Workshop Description (Intermediate Course)

The workshop will mainly focus on teaching the fundamentals of bacterial genomics and basic bioinformatics analysis. As a sample data Vibrio cholerae genome will be used as the practice dataset, and workshop participants will try to reproduce the expected results. The workshop will start with detailed instructions on how to quality control the raw sequence data and the assemble of a genome. Next, basic statistics will be explained to learn how to check the quality of assembledgenome (e.g., N50, # of contigs, # of core genes).
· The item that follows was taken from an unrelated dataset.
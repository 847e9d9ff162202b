pub(crate) mod bootstrap;
pub(crate) mod harness;
pub(crate) mod loop_runner;
pub(crate) mod replay;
On the genome analysis, average nucleotide identity (ANI) will be performed to identify the genome into known species followed by a prediction of open reading frames (ORFs), protein annotation, and comparing the results with other genomes.

Workshop Materials

Genome assembly

  • Quality control raw data
  • Genome Assembly
  • How to measure the quality of the assembled genome

Taxonomy identification

  •       A brief history of bacterial taxonomy
  • Type strain
  •       Average nucleotide identity
  •       Reference Database (EzBioCloud, NCBI)
  • Phylogenetic tree inference

Comparative genomics analysis

  • Genome annotation by Prokka
  • Search specific gene of interest by BLAST
  • How to find specific types of features (Antibiotic resistance gens, virulence factors)
  • Genome browser (Artemis)
  • Pan & core genome (Roary)
  • Visualization tools (BRIG)

Technical Requirements

  • Attendees are required to have a Hoffman2 account or personal computer.
  • For mac users, you will be working on the terminal.
  • For Windows users, you have to install the Windows subsystem for Linux (WSL) prior to coming to the class (
  • You will be working on Linux or a linux-like environment.
  • It is highly recommended to take the “Intro to Unix command line” workshop if you are not familiar with the Linux environment.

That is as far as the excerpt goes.